§ **YOUR TASK**
The records appear below. Copy each one exactly.

§ **DATASET ENTRIES**
——

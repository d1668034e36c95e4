//! BIDS electrodes.tsv reader
//!
//! Tab-separated, header row first. Only `name` is required; coordinate and
//! descriptive columns are passed through as text so the database keeps
//! whatever precision the file carries. `n/a` and empty cells become NULL.

use serde::{Deserialize, Deserializer};
use std::path::Path;

use crate::error::{ImportError, ImportResult};

/// One electrode from an electrodes.tsv file
#[derive(Debug, Clone, PartialEq, Eq, Deserialize)]
pub struct ElectrodeRow {
    pub name: String,
    #[serde(default, deserialize_with = "na_as_none")]
    pub x: Option<String>,
    #[serde(default, deserialize_with = "na_as_none")]
    pub y: Option<String>,
    #[serde(default, deserialize_with = "na_as_none")]
    pub z: Option<String>,
    #[serde(default, rename = "type", deserialize_with = "na_as_none")]
    pub electrode_type: Option<String>,
    #[serde(default, deserialize_with = "na_as_none")]
    pub material: Option<String>,
    #[serde(default, deserialize_with = "na_as_none")]
    pub impedance: Option<String>,
}

fn na_as_none<'de, D>(deserializer: D) -> Result<Option<String>, D::Error>
where
    D: Deserializer<'de>,
{
    let value = Option::<String>::deserialize(deserializer)?;
    Ok(value
        .map(|v| v.trim().to_string())
        .filter(|v| !v.is_empty() && !v.eq_ignore_ascii_case("n/a")))
}

/// Read all electrode rows from a TSV file
///
/// Fails with `EmptyOrInvalidFile` when the file cannot be parsed, lacks a
/// `name` column, has a row with an empty name, or holds no data rows.
pub fn read_electrode_tsv(path: &Path) -> ImportResult<Vec<ElectrodeRow>> {
    let invalid = |reason: String| ImportError::EmptyOrInvalidFile {
        path: path.to_path_buf(),
        reason,
    };

    let mut reader = csv::ReaderBuilder::new()
        .delimiter(b'\t')
        .has_headers(true)
        .trim(csv::Trim::All)
        .from_path(path)
        .map_err(|e| invalid(e.to_string()))?;

    let headers = reader.headers().map_err(|e| invalid(e.to_string()))?;
    if !headers.iter().any(|h| h == "name") {
        return Err(invalid("missing 'name' column".to_string()));
    }

    let mut rows = Vec::new();
    for (index, record) in reader.deserialize::<ElectrodeRow>().enumerate() {
        let row = record.map_err(|e| invalid(format!("row {}: {}", index + 1, e)))?;
        if row.name.is_empty() {
            return Err(invalid(format!("row {}: empty electrode name", index + 1)));
        }
        rows.push(row);
    }

    if rows.is_empty() {
        return Err(invalid("no data rows".to_string()));
    }

    tracing::debug!(path = %path.display(), rows = rows.len(), "Parsed electrode file");

    Ok(rows)
}
//! Result of a completed import run

use crate::models::{ResolvedIdentity, StageTransition};
use chrono::{DateTime, Utc};
use std::path::PathBuf;

/// Summary of a committed electrode import
#[derive(Debug, Clone)]
pub struct ImportSummary {
    pub identity: ResolvedIdentity,

    /// Electrode file path relative to the data directory
    pub electrode_rel_path: String,
    /// Absolute destination of the copied electrode file
    pub electrode_path: PathBuf,
    /// BLAKE2b-512 of the electrode file contents
    pub electrode_digest: String,
    /// Number of `physiological_electrode` rows inserted
    pub electrode_rows: usize,

    pub archive_id: i64,
    pub archive_path: PathBuf,
    /// Digest stored before the repack (None if it was NULL)
    pub previous_archive_digest: Option<String>,
    /// BLAKE2b-512 of the rewritten archive
    pub archive_digest: String,

    pub transitions: Vec<StageTransition>,
    pub started_at: DateTime<Utc>,
    pub finished_at: DateTime<Utc>,
}

impl ImportSummary {
    /// Wall-clock duration of the run in milliseconds
    pub fn elapsed_ms(&self) -> i64 {
        (self.finished_at - self.started_at).num_milliseconds()
    }
}
//! Process exit codes
//!
//! Every failure kind a tool can report maps to exactly one code. Codes are
//! grouped by decade: arguments (1-9), database (10-19), identity (20-29),
//! electrode file (30-39), archive (40-49).

use std::fmt;

/// Stable exit-code taxonomy shared by all LORIS-MRI tools
#[derive(Debug, Clone, Copy, PartialEq, Eq, Hash)]
#[repr(i32)]
pub enum ExitCode {
    Success = 0,
    GetoptFailure = 1,
    MissingArgument = 2,
    InvalidPath = 4,
    InvalidProfile = 5,

    DatabaseFailure = 10,

    PatternMismatch = 20,
    CandidateNotFound = 21,
    SessionNotFound = 22,
    PhysiologicalFileNotFound = 23,

    DuplicateElectrodeRecord = 30,
    EmptyOrInvalidFile = 31,
    CopyFailed = 32,
    CopyVerificationFailed = 33,

    ArchiveNotFound = 40,
    ArchiveRepackFailed = 41,
    ArchiveUpdateFailed = 42,

    InternalFailure = 50,
}

impl ExitCode {
    /// Numeric value passed to `std::process::exit`
    pub fn code(self) -> i32 {
        self as i32
    }

    /// Short snake_case name, used in log fields
    pub fn name(self) -> &'static str {
        match self {
            ExitCode::Success => "success",
            ExitCode::GetoptFailure => "getopt_failure",
            ExitCode::MissingArgument => "missing_argument",
            ExitCode::InvalidPath => "invalid_path",
            ExitCode::InvalidProfile => "invalid_profile",
            ExitCode::DatabaseFailure => "database_failure",
            ExitCode::PatternMismatch => "pattern_mismatch",
            ExitCode::CandidateNotFound => "candidate_not_found",
            ExitCode::SessionNotFound => "session_not_found",
            ExitCode::PhysiologicalFileNotFound => "physiological_file_not_found",
            ExitCode::DuplicateElectrodeRecord => "duplicate_electrode_record",
            ExitCode::EmptyOrInvalidFile => "empty_or_invalid_file",
            ExitCode::CopyFailed => "copy_failed",
            ExitCode::CopyVerificationFailed => "copy_verification_failed",
            ExitCode::ArchiveNotFound => "archive_not_found",
            ExitCode::ArchiveRepackFailed => "archive_repack_failed",
            ExitCode::ArchiveUpdateFailed => "archive_update_failed",
            ExitCode::InternalFailure => "internal_failure",
        }
    }
}

impl fmt::Display for ExitCode {
    fn fmt(&self, f: &mut fmt::Formatter<'_>) -> fmt::Result {
        write!(f, "{} ({})", self.name(), self.code())
    }
}

impl From<ExitCode> for std::process::ExitCode {
    fn from(code: ExitCode) -> Self {
        // All codes fit in a u8
        std::process::ExitCode::from(code.code() as u8)
    }
}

——

§ **EXERCISE OUTPUT**
repository d1668034e36c95e4
//! BIDS electrodes.tsv reader
//!
//! Tab-separated, header row first. Only `name` is required; coordinate and
//! descriptive columns are passed through as text so the database keeps
//! whatever precision the file carries. `n/a` and empty cells become NULL.

use serde::{Deserialize, Deserializer};
use std::path::Path;

use crate::error::{ImportError, ImportResult};

/// One electrode from an electrodes.tsv file
#[derive(Debug, Clone, PartialEq, Eq, Deserialize)]
pub struct ElectrodeRow {
    pub name: String,
    #[serde(default, deserialize_with = "na_as_none")]
    pub x: Option<String>,
    #[serde(default, deserialize_with = "na_as_none")]
    pub y: Option<String>,
    #[serde(default, deserialize_with = "na_as_none")]
    pub z: Option<String>,
    #[serde(default, rename = "type", deserialize_with = "na_as_none")]
    pub electrode_type: Option<String>,
    #[serde(default, deserialize_with = "na_as_none")]
    pub material: Option<String>,
    #[serde(default, deserialize_with = "na_as_none")]
    pub impedance: Option<String>,
}

fn na_as_none<'de, D>(deserializer: D) -> Result<Option<String>, D::Error>
where
    D: Deserializer<'de>,
{
    let value = Option::<String>::deserialize(deserializer)?;
    Ok(value
        .map(|v| v.trim().to_string())
        .filter(|v| !v.is_empty() && !v.eq_ignore_ascii_case("n/a")))
}

/// Read all electrode rows from a TSV file
///
/// Fails with `EmptyOrInvalidFile` when the file cannot be parsed, lacks a
/// `name` column, has a row with an empty name, or holds no data rows.
pub fn read_electrode_tsv(path: &Path) -> ImportResult<Vec<ElectrodeRow>> {
    let invalid = |reason: String| ImportError::EmptyOrInvalidFile {
        path: path.to_path_buf(),
        reason,
    };

    let mut reader = csv::ReaderBuilder::new()
        .delimiter(b'\t')
        .has_headers(true)
        .trim(csv::Trim::All)
        .from_path(path)
        .map_err(|e| invalid(e.to_string()))?;

    let headers = reader.headers().map_err(|e| invalid(e.to_string()))?;
    if !headers.iter().any(|h| h == "name") {
        return Err(invalid("missing 'name' column".to_string()));
    }

    let mut rows = Vec::new();
    for (index, record) in reader.deserialize::<ElectrodeRow>().enumerate() {
        let row = record.map_err(|e| invalid(format!("row {}: {}", index + 1, e)))?;
        if row.name.is_empty() {
            return Err(invalid(format!("row {}: empty electrode name", index + 1)));
        }
        rows.push(row);
    }

    if rows.is_empty() {
        return Err(invalid("no data rows".to_string()));
    }

    tracing::debug!(path = %path.display(), rows = rows.len(), "Parsed electrode file");

    Ok(rows)
}
//! Result of a completed import run

use crate::models::{ResolvedIdentity, StageTransition};
use chrono::{DateTime, Utc};
use std::path::PathBuf;

/// Summary of a committed electrode import
#[derive(Debug, Clone)]
pub struct ImportSummary {
    pub identity: ResolvedIdentity,

    /// Electrode file path relative to the data directory
    pub electrode_rel_path: String,
    /// Absolute destination of the copied electrode file
    pub electrode_path: PathBuf,
    /// BLAKE2b-512 of the electrode file contents
    pub electrode_digest: String,
    /// Number of `physiological_electrode` rows inserted
    pub electrode_rows: usize,

    pub archive_id: i64,
    pub archive_path: PathBuf,
    /// Digest stored before the repack (None if it was NULL)
    pub previous_archive_digest: Option<String>,
    /// BLAKE2b-512 of the rewritten archive
    pub archive_digest: String,

    pub transitions: Vec<StageTransition>,
    pub started_at: DateTime<Utc>,
    pub finished_at: DateTime<Utc>,
}

impl ImportSummary {
    /// Wall-clock duration of the run in milliseconds
    pub fn elapsed_ms(&self) -> i64 {
        (self.finished_at - self.started_at).num_milliseconds()
    }
}
//! Process exit codes
//!
//! Every failure kind a tool can report maps to exactly one code. Codes are
//! grouped by decade: arguments (1-9), database (10-19), identity (20-29),
//! electrode file (30-39), archive (40-49).

use std::fmt;

/// Stable exit-code taxonomy shared by all LORIS-MRI tools
#[derive(Debug, Clone, Copy, PartialEq, Eq, Hash)]
#[repr(i32)]
pub enum ExitCode {
    Success = 0,
    GetoptFailure = 1,
    MissingArgument = 2,
    InvalidPath = 4,
    InvalidProfile = 5,

    DatabaseFailure = 10,

    PatternMismatch = 20,
    CandidateNotFound = 21,
    SessionNotFound = 22,
    PhysiologicalFileNotFound = 23,

    DuplicateElectrodeRecord = 30,
    EmptyOrInvalidFile = 31,
    CopyFailed = 32,
    CopyVerificationFailed = 33,

    ArchiveNotFound = 40,
    ArchiveRepackFailed = 41,
    ArchiveUpdateFailed = 42,

    InternalFailure = 50,
}

impl ExitCode {
    /// Numeric value passed to `std::process::exit`
    pub fn code(self) -> i32 {
        self as i32
    }

    /// Short snake_case name, used in log fields
    pub fn name(self) -> &'static str {
        match self {
            ExitCode::Success => "success",
            ExitCode::GetoptFailure => "getopt_failure",
            ExitCode::MissingArgument => "missing_argument",
            ExitCode::InvalidPath => "invalid_path",
            ExitCode::InvalidProfile => "invalid_profile",
            ExitCode::DatabaseFailure => "database_failure",
            ExitCode::PatternMismatch => "pattern_mismatch",
            ExitCode::CandidateNotFound => "candidate_not_found",
            ExitCode::SessionNotFound => "session_not_found",
            ExitCode::PhysiologicalFileNotFound => "physiological_file_not_found",
            ExitCode::DuplicateElectrodeRecord => "duplicate_electrode_record",
            ExitCode::EmptyOrInvalidFile => "empty_or_invalid_file",
            ExitCode::CopyFailed => "copy_failed",
            ExitCode::CopyVerificationFailed => "copy_verification_failed",
            ExitCode::ArchiveNotFound => "archive_not_found",
            ExitCode::ArchiveRepackFailed => "archive_repack_failed",
            ExitCode::ArchiveUpdateFailed => "archive_update_failed",
            ExitCode::InternalFailure => "internal_failure",
        }
    }
}

impl fmt::Display for ExitCode {
    fn fmt(&self, f: &mut fmt::Formatter<'_>) -> fmt::Result {
        write!(f, "{} ({})", self.name(), self.code())
    }
}

impl From<ExitCode> for std::process::ExitCode {
    fn from(code: ExitCode) -> Self {
        // All codes fit in a u8
        std::process::ExitCode::from(code.code() as u8)
    }
}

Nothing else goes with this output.